Aperçu historique des premières pérégrinations
Auteur : Mamadou SOUMARE, Docteur en Ethnologie.
"Philippe David remarque qu’ « Après les temps de gloire du Ghana, le pays sarakollé n’offre depuis bien longtemps plus guère d’occasions de se "signifier". Pour les gens de Bakel, le commerce itinérant et l’or offrirent pendant longtemps les seules ouvertures extérieures propices à leur épanouissement psycho-économique. Le contact avec les Français, au XIXe siècle en ajoute une troisième qui est la marine, à voile puis à vapeurs ; l’arachide vint compléter la panoplie des choix offerts » . La dislocation de l’empire du Wagadu a précipité la dispersion du peuple soninké, contraint « d’aller loin à la quête de sa survie ». Nous avons fait référence précédemment à la légende du Wagadu, dans lequel le thème du voyage prend une dimension importante (pérégrinations de l’ancêtre des Soninké, à la recherche d’un lieu d’habitation) confortant l’idée selon laquelle « la migration constitue pour le peuple soninké une donnée de sa personnalité culturelle tout autant qu’une étape dans son histoire déjà millénaire […] » C’est dans ce sens que beaucoup d’écrits font état du goût de l’aventure des voyageurs soninké, qu’il s’agisse des commerçants, des chercheurs d’or ou des travailleurs saisonniers. S’agissant de ces derniers, F. Vergara (1979) rapporte qu’en 1923, selon Saint Père, le cercle de Guidimakha produisait une assez importante quantité de riz qui augmentait d’année en année. Afin de développer la production du riz, Saint Père proposait d’apporter des améliorations aux techniques traditionnelles : « l’usage de machines à décortiquer le riz procurerait certainement une augmentation de la récolte… Il n’est pas impossible qu’en présence de résultats obtenus l’usage de ces appareils ne se généralise ensuite dans la contrée… » L’auteur souligne cependant que « les rêves de Saint Père ne se sont pas matérialisés ». En revanche, « le Guidimakha se spécialisera non pas dans la production de riz mais dans l’exportation de travailleurs émigrés saisonniers vers les zones arachidières du sud du Sénégal » précise-t-il.

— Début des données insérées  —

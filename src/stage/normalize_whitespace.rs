use crate::{
    context::Context,
    stage::{ARTICLE_CONSONANTS, Stage, changed},
    unicode::is_horizontal_ws,
};
use std::borrow::Cow;

/// Spacing and punctuation cleanup over the joined Latin text.
///
/// Works line by line; line breaks are kept.
///
/// | Input              | Output            |
/// |--------------------|-------------------|
/// | `a \t  b`          | `a b`             |
/// | `Alláh - u - Abhá` | `Alláh-u-Abhá`    |
/// | `yá Iláhí ,, man`  | `yá Iláhí, man`   |
/// | `wa ' l-ḥamdu`     | `wa'l-ḥamdu`      |
/// | `##Title`          | `## Title`        |
/// | `* (note) *`       | `*(note)*`        |
///
/// A line-initial `- ` bullet keeps its space, and an apostrophe keeps its
/// neighbours unless it is an elision (`'l-`, `'ll`, `'d-`, …).
#[derive(Debug, Default, Clone, Copy)]
pub struct NormalizeWhitespace;

const MAX_HEADING: usize = 6;

impl NormalizeWhitespace {
    fn rewrite(&self, text: &str) -> Option<String> {
        let mut out = String::with_capacity(text.len());
        for (i, line) in text.split('\n').enumerate() {
            if i > 0 {
                out.push('\n');
            }
            normalize_line(line, &mut out);
        }
        let trimmed = out.trim_matches(char::is_whitespace);
        if trimmed.len() != out.len() {
            out = trimmed.to_owned();
        }
        changed(text, out)
    }
}

fn normalize_line(line: &str, out: &mut String) {
    let collapsed: Vec<char> = collapse(line);
    let start = out.len();

    for (i, &c) in collapsed.iter().enumerate() {
        if c == ' ' && drop_space(&collapsed, i) {
            continue;
        }
        if c == ',' && out[start..].ends_with(',') {
            continue;
        }
        out.push(c);
    }

    if let Some(at) = heading_gap(&out[start..]) {
        out.insert(start + at, ' ');
    }
}

/// Single spaces between words, nothing at the edges.
fn collapse(line: &str) -> Vec<char> {
    let mut chars = Vec::with_capacity(line.len());
    for word in line.split(is_horizontal_ws).filter(|w| !w.is_empty()) {
        if !chars.is_empty() {
            chars.push(' ');
        }
        chars.extend(word.chars());
    }
    chars
}

/// `chars[i]` is a space with a non-space on each side.
fn drop_space(chars: &[char], i: usize) -> bool {
    let (prev, next) = (chars[i - 1], chars[i + 1]);
    match (prev, next) {
        (_, ',' | '.' | '!' | '?' | ';' | ':') => true,
        (_, '-') => true,
        ('-', _) => i != 1,
        ('*', '(') | (')', '*') => true,
        (_, '\'') => is_elision(chars, i + 1),
        ('\'', _) => is_elision(chars, i - 1),
        _ => false,
    }
}

/// An apostrophe standing for an elided article or alif: a letter before
/// it, and `l-`, `ll` or an assimilated consonant plus hyphen after it.
fn is_elision(chars: &[char], at: usize) -> bool {
    let before = chars[..at].iter().rev().find(|&&c| c != ' ');
    if !before.is_some_and(|c| c.is_alphabetic()) {
        return false;
    }
    let after: String = chars[at + 1..]
        .iter()
        .skip_while(|&&c| c == ' ')
        .take(3)
        .collect();
    after.starts_with("ll")
        || ARTICLE_CONSONANTS.iter().any(|c| {
            after
                .strip_prefix(c)
                .is_some_and(|rest| rest.starts_with('-'))
        })
}

/// Byte offset where a markdown heading marker needs its space.
fn heading_gap(line: &str) -> Option<usize> {
    let hashes = line.bytes().take_while(|&b| b == b'#').count();
    if hashes == 0 || hashes > MAX_HEADING {
        return None;
    }
    line[hashes..]
        .chars()
        .next()
        .is_some_and(|c| c != ' ')
        .then_some(hashes)
}

impl Stage for NormalizeWhitespace {
    fn name(&self) -> &'static str {
        "normalize_whitespace"
    }

    fn needs_apply(&self, text: &str, _ctx: &Context) -> bool {
        self.rewrite(text).is_some()
    }

    fn apply<'a>(&self, text: Cow<'a, str>, _ctx: &Context) -> Cow<'a, str> {
        match self.rewrite(&text) {
            Some(s) => Cow::Owned(s),
            None => text,
        }
    }
}

#[cfg(test)]
mod tests {
    use super::*;
    use crate::assert_stage_contract;
    use crate::lang::Language;
    use crate::testing::stage_contract::{StageTestConfig, context};

    impl StageTestConfig for NormalizeWhitespace {
        fn samples(_lang: Language) -> &'static [&'static str] {
            &[
                "Alláh-u-Abhá",
                " wa al-ḥamdu ",
                "yá Iláhí,, ",
                "# - x",
                "line one\n\n  - bullet\r\n",
                "",
            ]
        }

        fn should_transform(_lang: Language) -> &'static [(&'static str, &'static str)] {
            &[
                ("a \t  b", "a b"),
                ("  a  ", "a"),
                ("Alláh - u - Abhá", "Alláh-u-Abhá"),
                ("yá Iláhí ,, man", "yá Iláhí, man"),
                ("yá Iláhí, , man", "yá Iláhí, man"),
                ("He is God !", "He is God!"),
                ("wa ' l-ḥamdu", "wa'l-ḥamdu"),
                ("fí 'd-dunyá", "fí'd-dunyá"),
                ("wa ' lláh", "wa'lláh"),
                ("Alláh 'alá", "Alláh 'alá"),
                ("##Title", "## Title"),
                ("#######x", "#######x"),
                ("* (note) *", "*(note)*"),
                ("- item", "- item"),
                ("a\n - item", "a\n- item"),
                ("a \n b", "a\nb"),
            ]
        }
    }

    fn run(text: &str) -> String {
        NormalizeWhitespace
            .apply(Cow::Borrowed(text), &context(Language::Arabic))
            .into_owned()
    }

    #[test]
    fn universal_contract() {
        assert_stage_contract!(NormalizeWhitespace);
    }

    #[test]
    fn blank_lines_survive_inside_the_text() {
        assert_eq!(run("\n\na\n\n\nb\n"), "a\n\n\nb");
    }

    #[test]
    fn heading_fix_runs_after_hyphen_cleanup() {
        assert_eq!(run("# - x"), "# -x");
        assert_eq!(run("# -x"), "# -x");
    }

    #[test]
    fn apostrophe_after_non_letter_keeps_spaces() {
        assert_eq!(run("12 'l-x"), "12 'l-x");
    }

    #[test]
    fn unicode_spaces_collapse() {
        assert_eq!(run("a\u{00A0}\u{2003}b"), "a b");
    }
}
use crate::context::Context;
use crate::heuristic::{heuristic_transliterate, split_article};
use crate::lang::Language;
use crate::resolver::{ResolveStage, WordResolver};

/// Last resort: always answers.
///
/// An Arabic word opening with the definite article keeps it as `al-` (or
/// its assimilated form) so the normalizer can contract it after a particle.
/// The stem goes through the whole chain again.
#[derive(Debug, Default, Clone, Copy)]
pub struct HeuristicFallback;

impl ResolveStage for HeuristicFallback {
    fn name(&self) -> &'static str {
        "heuristic"
    }

    fn resolve(&self, word: &str, ctx: &Context, chain: &WordResolver) -> Option<String> {
        let letters = ctx.letters();
        if ctx.lang == Language::Arabic {
            if let Some((article, stem)) = split_article(word, letters) {
                return Some(article + &chain.resolve_word(&stem, ctx));
            }
        }
        Some(heuristic_transliterate(word, letters, ctx.dictionary))
    }
}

Tous ces aventuriers sont animés de la même volonté de réussir économiquement. Par delà le désir de s’enrichir, il faut voir l’action d’un facteur culturel, qui est la peur de perdre la face. Le regard inquisiteur porté par la société sur les migrants, oblige ceux-ci à ne retourner chez eux que lorsqu’ils ont la possibilité de justifier la réussite de leur expédition. D’ailleurs un proverbe soninké traduit le rapport entre la migration et le sentiment de déshonneur lié à la tentative infructueuse du voyage : «Dalla gune ya fasu kalle. Kalle ya fasu yagu » (rester longtemps à l’étranger est meilleur que la mort, et la mort est meilleure que le déshonneur ».